++++ PROVIDED ENTRIES ++++

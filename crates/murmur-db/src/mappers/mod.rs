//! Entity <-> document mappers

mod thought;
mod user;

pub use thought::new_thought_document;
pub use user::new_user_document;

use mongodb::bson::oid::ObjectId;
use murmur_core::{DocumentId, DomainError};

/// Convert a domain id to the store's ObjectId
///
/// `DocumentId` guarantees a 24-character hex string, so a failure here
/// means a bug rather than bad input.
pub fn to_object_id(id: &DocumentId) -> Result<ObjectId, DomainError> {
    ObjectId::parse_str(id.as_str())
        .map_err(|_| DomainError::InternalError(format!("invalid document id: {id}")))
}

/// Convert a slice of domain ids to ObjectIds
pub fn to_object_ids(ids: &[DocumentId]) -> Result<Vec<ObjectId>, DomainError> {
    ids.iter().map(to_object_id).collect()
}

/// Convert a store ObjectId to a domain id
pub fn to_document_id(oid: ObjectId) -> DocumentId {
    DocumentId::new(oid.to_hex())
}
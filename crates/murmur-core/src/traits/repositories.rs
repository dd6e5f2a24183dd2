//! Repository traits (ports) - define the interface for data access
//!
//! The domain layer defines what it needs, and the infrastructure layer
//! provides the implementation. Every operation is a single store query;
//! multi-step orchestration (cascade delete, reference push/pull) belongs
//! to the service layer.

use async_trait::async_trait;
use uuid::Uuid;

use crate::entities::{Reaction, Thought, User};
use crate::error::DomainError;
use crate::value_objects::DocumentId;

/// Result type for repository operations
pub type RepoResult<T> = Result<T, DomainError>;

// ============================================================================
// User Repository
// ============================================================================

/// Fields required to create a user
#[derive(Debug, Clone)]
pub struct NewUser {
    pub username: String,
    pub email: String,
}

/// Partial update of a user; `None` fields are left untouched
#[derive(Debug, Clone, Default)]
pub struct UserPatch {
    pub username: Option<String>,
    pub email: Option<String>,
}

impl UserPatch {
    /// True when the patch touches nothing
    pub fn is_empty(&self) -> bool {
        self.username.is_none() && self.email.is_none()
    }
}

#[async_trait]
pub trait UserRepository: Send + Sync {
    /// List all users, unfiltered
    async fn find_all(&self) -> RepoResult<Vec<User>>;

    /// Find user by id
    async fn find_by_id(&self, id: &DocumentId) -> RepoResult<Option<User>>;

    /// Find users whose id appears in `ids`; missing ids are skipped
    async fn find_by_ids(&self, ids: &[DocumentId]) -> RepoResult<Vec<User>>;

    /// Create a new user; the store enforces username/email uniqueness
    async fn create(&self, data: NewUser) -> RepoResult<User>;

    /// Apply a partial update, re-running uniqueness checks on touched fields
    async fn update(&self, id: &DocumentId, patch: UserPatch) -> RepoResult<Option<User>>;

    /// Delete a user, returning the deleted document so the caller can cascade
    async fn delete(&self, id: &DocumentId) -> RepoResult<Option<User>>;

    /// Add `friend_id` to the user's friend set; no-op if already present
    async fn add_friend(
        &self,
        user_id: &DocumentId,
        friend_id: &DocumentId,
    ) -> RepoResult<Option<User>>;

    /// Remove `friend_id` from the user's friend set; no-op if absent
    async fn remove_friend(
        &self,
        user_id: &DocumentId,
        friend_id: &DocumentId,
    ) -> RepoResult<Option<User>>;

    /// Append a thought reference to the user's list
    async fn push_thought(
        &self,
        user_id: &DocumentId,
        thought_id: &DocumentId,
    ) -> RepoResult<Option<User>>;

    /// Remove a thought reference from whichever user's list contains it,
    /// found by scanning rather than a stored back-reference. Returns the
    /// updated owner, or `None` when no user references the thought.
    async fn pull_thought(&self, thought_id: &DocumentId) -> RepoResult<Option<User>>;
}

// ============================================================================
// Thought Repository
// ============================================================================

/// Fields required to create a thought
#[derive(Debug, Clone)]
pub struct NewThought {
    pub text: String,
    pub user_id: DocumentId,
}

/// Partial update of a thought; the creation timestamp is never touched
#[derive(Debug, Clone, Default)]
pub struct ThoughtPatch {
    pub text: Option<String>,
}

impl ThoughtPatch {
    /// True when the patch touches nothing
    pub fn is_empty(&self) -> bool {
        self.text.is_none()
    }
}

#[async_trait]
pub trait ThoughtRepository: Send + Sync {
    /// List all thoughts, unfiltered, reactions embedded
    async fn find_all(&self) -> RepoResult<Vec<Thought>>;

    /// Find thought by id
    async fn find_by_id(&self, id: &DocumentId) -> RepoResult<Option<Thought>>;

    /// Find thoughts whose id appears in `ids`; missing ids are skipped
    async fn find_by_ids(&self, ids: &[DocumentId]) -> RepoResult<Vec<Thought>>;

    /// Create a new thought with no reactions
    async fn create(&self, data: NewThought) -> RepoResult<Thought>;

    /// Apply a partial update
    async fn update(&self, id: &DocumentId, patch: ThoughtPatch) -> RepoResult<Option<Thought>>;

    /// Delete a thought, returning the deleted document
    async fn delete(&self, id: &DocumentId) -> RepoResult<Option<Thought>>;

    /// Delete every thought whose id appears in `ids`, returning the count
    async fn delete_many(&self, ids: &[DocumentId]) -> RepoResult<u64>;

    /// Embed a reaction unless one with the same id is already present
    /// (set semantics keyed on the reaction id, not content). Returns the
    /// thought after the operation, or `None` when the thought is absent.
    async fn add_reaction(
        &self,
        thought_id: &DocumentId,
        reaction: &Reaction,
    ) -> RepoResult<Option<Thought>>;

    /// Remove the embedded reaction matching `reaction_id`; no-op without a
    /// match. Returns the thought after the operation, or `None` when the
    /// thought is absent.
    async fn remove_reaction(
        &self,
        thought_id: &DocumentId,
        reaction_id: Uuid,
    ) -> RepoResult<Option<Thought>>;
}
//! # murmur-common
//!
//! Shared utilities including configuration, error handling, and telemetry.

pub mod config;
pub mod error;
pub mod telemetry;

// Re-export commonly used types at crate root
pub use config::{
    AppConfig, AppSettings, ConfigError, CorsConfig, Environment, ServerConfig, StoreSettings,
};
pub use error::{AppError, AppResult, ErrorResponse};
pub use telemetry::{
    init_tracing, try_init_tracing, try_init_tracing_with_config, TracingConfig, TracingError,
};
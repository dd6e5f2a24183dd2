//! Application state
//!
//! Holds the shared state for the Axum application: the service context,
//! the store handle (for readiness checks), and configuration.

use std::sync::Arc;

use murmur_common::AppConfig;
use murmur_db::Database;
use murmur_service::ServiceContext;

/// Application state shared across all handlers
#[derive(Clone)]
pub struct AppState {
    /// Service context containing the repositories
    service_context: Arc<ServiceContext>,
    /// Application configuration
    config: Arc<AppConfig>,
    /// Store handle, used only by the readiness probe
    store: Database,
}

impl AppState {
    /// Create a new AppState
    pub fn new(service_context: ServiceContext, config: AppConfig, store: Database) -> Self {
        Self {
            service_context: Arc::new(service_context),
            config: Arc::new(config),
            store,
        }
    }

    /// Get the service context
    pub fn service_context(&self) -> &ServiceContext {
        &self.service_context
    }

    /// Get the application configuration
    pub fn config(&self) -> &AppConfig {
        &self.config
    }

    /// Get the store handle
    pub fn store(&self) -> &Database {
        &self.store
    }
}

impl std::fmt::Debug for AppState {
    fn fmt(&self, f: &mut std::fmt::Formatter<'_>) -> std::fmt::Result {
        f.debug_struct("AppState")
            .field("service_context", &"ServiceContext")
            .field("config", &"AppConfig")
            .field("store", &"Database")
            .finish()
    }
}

++++

▶ PROBLEM DESCRIPTION
Across all the records, find the lines containing the word "uniqueness" and reproduce each one.

▶ ANSWER TO THIS EXERCISE
    /// Create a new user; the store enforces username/email uniqueness
    /// Apply a partial update, re-running uniqueness checks on touched fields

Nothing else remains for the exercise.